Ces méthodes sont également au cœur de l’innovation en France. Alors, si comme le soulignait Anne-Marie Boutin, « tout le monde connaît l’exemple de Décathlon, dont les centres de design sont décentralisés sur les lieux d’exercice du sport, ce qui permet à la marque de comprendre les contraintes de vente des produits et au designer d’être pertinent dans sa conception », les exemples de réussites industrielles françaises sont nombreux et méritent d’être mis en avant.
Mais qu’en pensent les designers ? Sont-ils encore considérés et quelle est leur place dans la société actuelle ?
« Je pense que le design industriel a une vocation sociale : ne pas faire mode et s’adresser au plus grand nombre, avec des séries industrielles pour produire des produits accessibles à tous. Ces produits doivent rendre des services pérennes, durables et en bout de cycle être recyclables. Toutes ces composantes du produit, le design les prend en compte et essaie de les mettre en œuvre. » déclarait Jacques Noël, designer français (auteur de « Design l’imposture », qui a débuté aux côtés de Roger Tallon et a travaillé pour les marques SEB, Air Liquide, RATP ou Look, par exemple).
Autre point de vue, autre vision du monde avec la célèbre designer française Matali Crasset, qui répondait à une question sur la part d’influence des artistes contemporains sur ses recherches et ses travaux dans une interview pour Slash Magazine, : « Un de mes moteurs est la curiosité. Sans doute, avant l’art, les sciences sociales sont pour moi un matériel riche. Chaque projet est l’occasion d’approfondir des connaissances. Marc Augé, dans un texte, m’a qualifiée d’anthropologue du design, c’est une définition à travers laquelle je me reconnais. Mon design passe par la fine observation de la vie et des scénarios. »

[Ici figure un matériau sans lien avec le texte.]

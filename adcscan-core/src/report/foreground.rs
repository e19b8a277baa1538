//! Foreground reporting loop
//!
//! Polls the shared tick counter, and whenever the report deadline is
//! reached writes one line with the tick and every channel value to the
//! output sink. The loop only ever reads shared state.

use core::fmt;

use adcscan_hal::{OutputPin, UartTx};
use portable_atomic::{AtomicBool, Ordering};

use super::schedule::{ReportSchedule, ScheduleState};
use crate::shared::{SampleBuffer, Snapshot};

/// Cooperative cancellation for [`ForegroundLoop::run`]
pub struct StopFlag {
    stopped: AtomicBool,
}

impl StopFlag {
    pub const fn new() -> Self {
        Self {
            stopped: AtomicBool::new(false),
        }
    }

    /// Ask the loop to return
    pub fn stop(&self) {
        self.stopped.store(true, Ordering::Release);
    }

    pub fn is_stopped(&self) -> bool {
        self.stopped.load(Ordering::Acquire)
    }
}

impl Default for StopFlag {
    fn default() -> Self {
        Self::new()
    }
}

/// Loop counters
#[derive(Debug, Clone, Copy, Default, PartialEq, Eq)]
#[cfg_attr(feature = "defmt", derive(defmt::Format))]
pub struct LoopStats {
    /// Deadlines reached
    pub reports: u32,
    /// Reports cut short by the sink
    pub sink_errors: u32,
}

/// Report output failure
#[derive(Debug, Clone, Copy, PartialEq, Eq)]
#[cfg_attr(feature = "defmt", derive(defmt::Format))]
pub enum ReportError<E> {
    /// Sink failed after `written` bytes of the line; the rest was dropped
    Sink { written: usize, error: E },
}

impl<E: fmt::Debug> fmt::Display for ReportError<E> {
    fn fmt(&self, f: &mut fmt::Formatter<'_>) -> fmt::Result {
        match self {
            Self::Sink { written, error } => {
                write!(f, "report sink failed after {} bytes: {:?}", written, error)
            }
        }
    }
}

/// Reader side of a [`SampleBuffer`]
pub struct ForegroundLoop<'a, const N: usize, S: UartTx, P: OutputPin> {
    shared: &'a SampleBuffer<N>,
    schedule: ReportSchedule,
    sink: S,
    load_pin: P,
    stats: LoopStats,
}

impl<'a, const N: usize, S: UartTx, P: OutputPin> ForegroundLoop<'a, N, S, P> {
    /// Create a loop reporting every `interval` ticks, first at tick `interval`
    pub fn new(shared: &'a SampleBuffer<N>, interval: u32, sink: S, load_pin: P) -> Self {
        Self {
            shared,
            schedule: ReportSchedule::new(interval),
            sink,
            load_pin,
            stats: LoopStats::default(),
        }
    }

    /// Poll once
    ///
    /// Returns the reported snapshot if a deadline was reached. The load pin
    /// toggles on every report. A sink error drops the rest of the line but
    /// leaves the schedule alone.
    pub fn step(&mut self) -> Result<Option<Snapshot<N>>, ReportError<S::Error>> {
        if self.schedule.poll(self.shared.tick_count()) == ScheduleState::Waiting {
            return Ok(None);
        }

        let snapshot = self.shared.snapshot();
        self.load_pin.toggle();
        self.stats.reports = self.stats.reports.wrapping_add(1);

        if let Err(err) = self.emit(&snapshot) {
            self.stats.sink_errors = self.stats.sink_errors.wrapping_add(1);
            return Err(err);
        }
        Ok(Some(snapshot))
    }

    /// Busy-poll until `stop` is set
    pub fn run(&mut self, stop: &StopFlag) -> LoopStats {
        while !stop.is_stopped() {
            // sink errors are already counted in stats
            if let Ok(None) = self.step() {
                core::hint::spin_loop();
            }
        }
        self.stats
    }

    fn emit(&mut self, snapshot: &Snapshot<N>) -> Result<(), ReportError<S::Error>> {
        let line = snapshot.render();
        let bytes = line.as_bytes();

        for (written, &byte) in bytes.iter().enumerate() {
            self.sink
                .write_byte(byte)
                .map_err(|error| ReportError::Sink { written, error })?;
        }
        self.sink.flush().map_err(|error| ReportError::Sink {
            written: bytes.len(),
            error,
        })
    }

    pub fn stats(&self) -> LoopStats {
        self.stats
    }

    pub fn schedule(&self) -> &ReportSchedule {
        &self.schedule
    }

    pub fn sink_mut(&mut self) -> &mut S {
        &mut self.sink
    }

    pub fn into_parts(self) -> (S, P) {
        (self.sink, self.load_pin)
    }
}

#[cfg(test)]
mod tests {
    use super::*;
    use crate::config::ConversionPolicy;
    use crate::sampler::SamplingHandler;
    use adcscan_hal::ScanAdc;

    /// Collects output; fails every byte while `fail_after` is reached
    #[derive(Default)]
    struct VecSink {
        out: Vec<u8>,
        fail_after: Option<usize>,
    }

    impl UartTx for VecSink {
        type Error = &'static str;

        fn write_byte(&mut self, byte: u8) -> Result<(), Self::Error> {
            if self.fail_after.is_some_and(|limit| self.out.len() >= limit) {
                return Err("tx full");
            }
            self.out.push(byte);
            Ok(())
        }
    }

    #[derive(Default)]
    struct LoadPin {
        high: bool,
        toggles: u32,
    }

    impl OutputPin for LoadPin {
        fn set_high(&mut self) {
            self.high = true;
            self.toggles += 1;
        }

        fn set_low(&mut self) {
            self.high = false;
            self.toggles += 1;
        }

        fn is_set_high(&self) -> bool {
            self.high
        }
    }

    struct CountingAdc(u16);

    impl ScanAdc for CountingAdc {
        fn start_conversion(&mut self, _channel: u8) {
            self.0 += 1;
        }

        fn conversion_complete(&self) -> bool {
            true
        }

        fn read_conversion(&mut self) -> u16 {
            self.0
        }
    }

    #[test]
    fn test_waits_for_first_deadline() {
        let shared: SampleBuffer<4> = SampleBuffer::new();
        let mut fg = ForegroundLoop::new(&shared, 500, VecSink::default(), LoadPin::default());

        assert_eq!(fg.step(), Ok(None));
        shared.preset_ticks(499);
        assert_eq!(fg.step(), Ok(None));
        assert!(fg.sink_mut().out.is_empty());
    }

    #[test]
    fn test_report_line_and_load_pin() {
        let shared: SampleBuffer<4> = SampleBuffer::new();
        let mut handler = SamplingHandler::new(&shared, ConversionPolicy::ReadStale);
        let mut adc = CountingAdc(0);
        let mut fg = ForegroundLoop::new(&shared, 4, VecSink::default(), LoadPin::default());

        handler.prime(&mut adc);
        for _ in 0..4 {
            handler.on_fire(&mut adc);
        }

        let snapshot = fg.step().unwrap().unwrap();
        assert_eq!(snapshot.tick, 4);
        assert_eq!(snapshot.samples, [1, 2, 3, 4]);
        assert_eq!(fg.step(), Ok(None));

        let (sink, pin) = fg.into_parts();
        assert_eq!(
            String::from_utf8(sink.out).unwrap(),
            "  time: 4    AIN0: 1    AIN1: 2    AIN2: 3    AIN3: 4\n"
        );
        assert!(pin.high);
        assert_eq!(pin.toggles, 1);
    }

    #[test]
    fn test_reader_never_mutates_shared_state() {
        let shared: SampleBuffer<2> = SampleBuffer::new();
        shared.store(0, 11);
        shared.store(1, 22);
        shared.preset_ticks(1000);
        let before = shared.snapshot();

        let mut fg = ForegroundLoop::new(&shared, 500, VecSink::default(), LoadPin::default());
        while let Ok(Some(_)) = fg.step() {}

        assert_eq!(shared.snapshot(), before);
        assert_eq!(shared.cursor(), 0);
        assert_eq!(fg.stats().reports, 2);
    }

    #[test]
    fn test_sink_error_drops_rest_of_line() {
        let shared: SampleBuffer<4> = SampleBuffer::new();
        let sink = VecSink {
            fail_after: Some(10),
            ..Default::default()
        };
        let mut fg = ForegroundLoop::new(&shared, 500, sink, LoadPin::default());

        shared.preset_ticks(500);
        assert_eq!(
            fg.step(),
            Err(ReportError::Sink {
                written: 10,
                error: "tx full"
            })
        );
        assert_eq!(fg.sink_mut().out, b"  time: 50");
        assert_eq!(
            fg.stats(),
            LoopStats {
                reports: 1,
                sink_errors: 1
            }
        );
        // schedule still advanced
        assert_eq!(fg.schedule().next_deadline(), 1000);
    }

    #[test]
    fn test_sink_recovers_on_next_deadline() {
        let shared: SampleBuffer<1> = SampleBuffer::new();
        let sink = VecSink {
            fail_after: Some(0),
            ..Default::default()
        };
        let mut fg = ForegroundLoop::new(&shared, 100, sink, LoadPin::default());

        shared.preset_ticks(100);
        assert!(fg.step().is_err());

        fg.sink_mut().fail_after = None;
        shared.preset_ticks(200);
        assert_eq!(
            fg.step().map(|s| s.map(|s| s.tick)),
            Ok(Some(200))
        );
        assert_eq!(fg.sink_mut().out, b"  time: 200    AIN0: 0\n");
    }

    #[test]
    fn test_run_returns_when_stopped() {
        let shared: SampleBuffer<4> = SampleBuffer::new();
        shared.preset_ticks(1500);
        let stop = StopFlag::new();
        stop.stop();

        let mut fg = ForegroundLoop::new(&shared, 500, VecSink::default(), LoadPin::default());
        let stats = fg.run(&stop);
        assert_eq!(stats, LoopStats::default());
    }

    /// Fails the first byte it is given, then stops `stop` after a full line
    struct FlakySink<'a> {
        out: Vec<u8>,
        failed: bool,
        stop: &'a StopFlag,
    }

    impl UartTx for FlakySink<'_> {
        type Error = &'static str;

        fn write_byte(&mut self, byte: u8) -> Result<(), Self::Error> {
            if !self.failed {
                self.failed = true;
                return Err("tx busy");
            }
            self.out.push(byte);
            if byte == b'\n' {
                self.stop.stop();
            }
            Ok(())
        }
    }

    #[test]
    fn test_run_counts_sink_error_and_carries_on() {
        let shared: SampleBuffer<1> = SampleBuffer::new();
        shared.preset_ticks(200);
        let stop = StopFlag::new();
        let sink = FlakySink {
            out: Vec::new(),
            failed: false,
            stop: &stop,
        };

        let mut fg = ForegroundLoop::new(&shared, 100, sink, LoadPin::default());
        let stats = fg.run(&stop);
        assert_eq!(
            stats,
            LoopStats {
                reports: 2,
                sink_errors: 1
            }
        );
        assert_eq!(fg.schedule().next_deadline(), 300);

        let (sink, pin) = fg.into_parts();
        assert_eq!(sink.out, b"  time: 200    AIN0: 0\n");
        assert_eq!(pin.toggles, 2);
    }

    #[test]
    fn test_stop_flag() {
        let stop = StopFlag::default();
        assert!(!stop.is_stopped());
        stop.stop();
        assert!(stop.is_stopped());
    }
}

Alors le design trouve-t-il son équilibre entre mouvement d’inspiration artistique ou au contraire, atout majeur du développement pour le monde industriel ? Pourquoi nos jeunes diplômés en design industriels sont-ils recrutés partout dans le monde de Hong-Kong à la Silicon Valley ?
« Le fait d’être française, mais d’avoir aussi étudié le design italien et le design scandinave, me donne des atouts culturels qui valent cher sur le marché », explique par exemple Selma Durand, recrutée par le studio new-yorkais IDEO.

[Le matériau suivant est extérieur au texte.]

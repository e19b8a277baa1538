//! adcscan-sim: run the scan on simulated hardware until Ctrl-C

use std::path::PathBuf;
use std::sync::Arc;
use std::thread;
use std::time::Duration;

use adcscan_core::StopFlag;
use adcscan_host::{load_config, Result, ScanRuntime, SimPin, SimulatedAdc, StdoutSink};
use clap::Parser;
use log::{info, LevelFilter, Log, Metadata, Record};

/// Analog inputs scanned, as on the reference board
const CHANNELS: usize = 4;

#[derive(Parser, Debug)]
#[command(author, version, about = "Interrupt-driven ADC scan on simulated hardware")]
struct Opts {
    /// Scan configuration (TOML); built-in defaults when omitted
    #[arg(long, short, value_name = "FILE")]
    config: Option<PathBuf>,

    /// Stop after this many seconds instead of waiting for Ctrl-C
    #[arg(long, value_name = "SECS")]
    seconds: Option<u64>,

    /// Simulated conversion time in microseconds
    #[arg(long, default_value_t = 0, value_name = "US")]
    latency_us: u64,

    /// Log debug messages
    #[arg(long, short)]
    verbose: bool,
}

/// Minimal stderr backend for the `log` facade
struct StderrLogger;

impl Log for StderrLogger {
    fn enabled(&self, metadata: &Metadata) -> bool {
        metadata.level() <= log::max_level()
    }

    fn log(&self, record: &Record) {
        if self.enabled(record.metadata()) {
            eprintln!("[{:<5}] {}", record.level(), record.args());
        }
    }

    fn flush(&self) {}
}

static LOGGER: StderrLogger = StderrLogger;

fn main() -> Result<()> {
    let opts = Opts::parse();

    if log::set_logger(&LOGGER).is_ok() {
        log::set_max_level(if opts.verbose {
            LevelFilter::Debug
        } else {
            LevelFilter::Info
        });
    }

    let config = load_config(opts.config.as_deref())?;
    let adc = SimulatedAdc::ramp().with_latency(Duration::from_micros(opts.latency_us));

    let stop = Arc::new(StopFlag::new());
    {
        let stop = Arc::clone(&stop);
        ctrlc::set_handler(move || stop.stop())?;
    }
    if let Some(secs) = opts.seconds {
        let stop = Arc::clone(&stop);
        thread::spawn(move || {
            thread::sleep(Duration::from_secs(secs));
            stop.stop();
        });
    }

    let mut runtime = ScanRuntime::<CHANNELS>::start(config, adc)?;
    info!(
        "scanning {} channels, {} firings/s, {} baud, report every {} ticks",
        CHANNELS,
        config.timebase.firings_in_ms(1000),
        config.baudrate,
        config.report_interval_ticks
    );

    let stats = runtime.run_until(StdoutSink::new(), SimPin::default(), &stop);
    info!(
        "{} reports, {} sink errors, {} skipped conversions",
        stats.reports,
        stats.sink_errors,
        runtime.shared().skipped_count()
    );
    Ok(())
}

Une autre designer française, Inès Le Bihan, 26 ans, s’est installée sur la scène internationale du design. En 2014, après sa formation à l’Ecole de design de Nantes-Atlantique, Inès est repérée comme une des jeunes inventeurs les plus doués par James Dyson, lui-même.

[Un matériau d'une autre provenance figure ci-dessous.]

//! Simulation runtime
//!
//! Wires the shared buffer, the thread timebase and a foreground loop
//! together the same way the firmware does on the board.

use std::fmt::Debug;
use std::sync::Arc;
use std::thread;

use adcscan_core::{ForegroundLoop, LoopStats, SampleBuffer, ScanConfig, StopFlag};
use adcscan_hal::{OutputPin, ScanAdc, UartTx};
use log::{trace, warn};

use crate::error::Result;
use crate::timebase::ThreadTimebase;

/// A running scan of `N` channels
pub struct ScanRuntime<const N: usize> {
    config: ScanConfig,
    shared: Arc<SampleBuffer<N>>,
    timebase: ThreadTimebase,
}

impl<const N: usize> ScanRuntime<N> {
    /// Start sampling `adc` with `config`
    pub fn start<A>(config: ScanConfig, adc: A) -> Result<Self>
    where
        A: ScanAdc + Send + 'static,
    {
        let shared = Arc::new(SampleBuffer::new());
        let timebase = ThreadTimebase::start(Arc::clone(&shared), adc, &config)?;
        Ok(Self {
            config,
            shared,
            timebase,
        })
    }

    pub fn config(&self) -> &ScanConfig {
        &self.config
    }

    pub fn shared(&self) -> &SampleBuffer<N> {
        &self.shared
    }

    pub fn timebase(&self) -> &ThreadTimebase {
        &self.timebase
    }

    /// Foreground loop over this runtime's buffer, using the configured interval
    pub fn foreground<S: UartTx, P: OutputPin>(&self, sink: S, pin: P) -> ForegroundLoop<'_, N, S, P> {
        ForegroundLoop::new(&self.shared, self.config.report_interval_ticks, sink, pin)
    }

    /// Report until `stop` is set, then stop the timebase
    pub fn run_until<S, P>(&mut self, sink: S, pin: P, stop: &StopFlag) -> LoopStats
    where
        S: UartTx,
        S::Error: Debug,
        P: OutputPin,
    {
        let mut fg = self.foreground(sink, pin);
        while !stop.is_stopped() {
            match fg.step() {
                Ok(Some(snapshot)) => trace!("report at tick {}", snapshot.tick),
                Ok(None) => thread::yield_now(),
                Err(err) => warn!("{}", err),
            }
        }
        let stats = fg.stats();
        drop(fg);
        self.stop();
        stats
    }

    /// Stop sampling; the buffer is frozen afterwards
    pub fn stop(&mut self) {
        self.timebase.stop();
    }
}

Elle vit désormais à Mountain View, embauchée par la marque HTC, et travaille pour Huami, une marque chinoise de fitness. « Dans la Silicon Valley, les designers français sont très recherchés. Les marques installées ici sont prêtes à prendre des risques en design pour sortir des produits fous, il y a donc une émulation. »
Mais au-delà de la culture, du talent créatif, quels sont les outils de travail des designers ? Pourquoi sont-ils devenus des fervent supporters de la simulation ? N’est- ce pas également le meilleur moyen pour réduire les risques ?
Retour sur les avancées du design industriel : la simulation pour valider l’expérience créative !
Contraints à la fois par le temps et les ressources financières, le designer industriel a recours aux logiciels de simulation numérique, comme par exemple Solidworks. En effet, la simulation numérique garantit une meilleure prise en compte et des modifications plus aisées et plus fluides des paramètres du produit et de l’environnement dans lequel il évolue. On teste ainsi plus facilement les innovations, les concepts et on les optimise en réalisant des économies sur les matériaux employés. On pourra plus tard optimiser également les process de fabrication et la durée de vie des produits. Au lieu de recourir à des prototypes pour des mises en situation physique, le recours à la simulation économise ainsi du temps et de l’argent.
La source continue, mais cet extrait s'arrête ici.